• [Exercise requirements]:
Among the entries below, find the lines with "head" and copy them.

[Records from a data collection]
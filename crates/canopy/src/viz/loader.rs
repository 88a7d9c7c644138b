use canopy_graph::TreeNode;
use canopy_graph::json::tree;
use std::cell::RefCell;
use std::rc::Rc;

/// Supplies subtrees that are not in the graph yet.
///
/// `level` is how many levels below `node_id` the visualization wants. The loader answers through
/// `completion`, either before returning or later; the visualization waits for every request it
/// made before it continues.
pub trait SubtreeLoader {
    fn request(&mut self, node_id: &str, level: u32, completion: Completion);
}

impl<F> SubtreeLoader for F
where
    F: FnMut(&str, u32, Completion),
{
    fn request(&mut self, node_id: &str, level: u32, completion: Completion) {
        self(node_id, level, completion)
    }
}

/// Reply handle for one [`SubtreeLoader::request`].
#[derive(Debug, Clone, Default)]
pub struct Completion {
    replies: Rc<RefCell<Vec<(String, Option<TreeNode>)>>>,
}

impl Completion {
    pub(crate) fn new() -> Self {
        Self::default()
    }

    /// Delivers the subtree for `node_id`, or `None` when there is nothing below it.
    pub fn complete(self, node_id: &str, data: Option<TreeNode>) {
        self.replies.borrow_mut().push((node_id.to_string(), data));
    }

    pub(crate) fn received(&self) -> usize {
        self.replies.borrow().len()
    }

    pub(crate) fn take(&self) -> Vec<(String, Option<TreeNode>)> {
        std::mem::take(&mut *self.replies.borrow_mut())
    }
}

/// Serves subtrees out of a complete tree held in memory, pruned to the requested depth.
#[derive(Debug, Clone)]
pub struct TreeSource {
    tree: TreeNode,
}

impl TreeSource {
    pub fn new(tree: TreeNode) -> Self {
        Self { tree }
    }

    /// The top `levels` levels of the tree, for the initial load.
    pub fn head(&self, levels: usize) -> TreeNode {
        let mut head = self.tree.clone();
        tree::prune(&mut head, levels);
        head
    }
}

impl SubtreeLoader for TreeSource {
    fn request(&mut self, node_id: &str, level: u32, completion: Completion) {
        let data = tree::subtree(&self.tree, node_id).map(|found| {
            let mut sub = found.clone();
            tree::prune(&mut sub, level as usize);
            sub
        });
        tracing::trace!(node_id, level, found = data.is_some(), "serve subtree");
        completion.complete(node_id, data);
    }
}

• [Reply]:
    pub fn head(&self, levels: usize) -> TreeNode {
        let mut head = self.tree.clone();
        tree::prune(&mut head, levels);
        head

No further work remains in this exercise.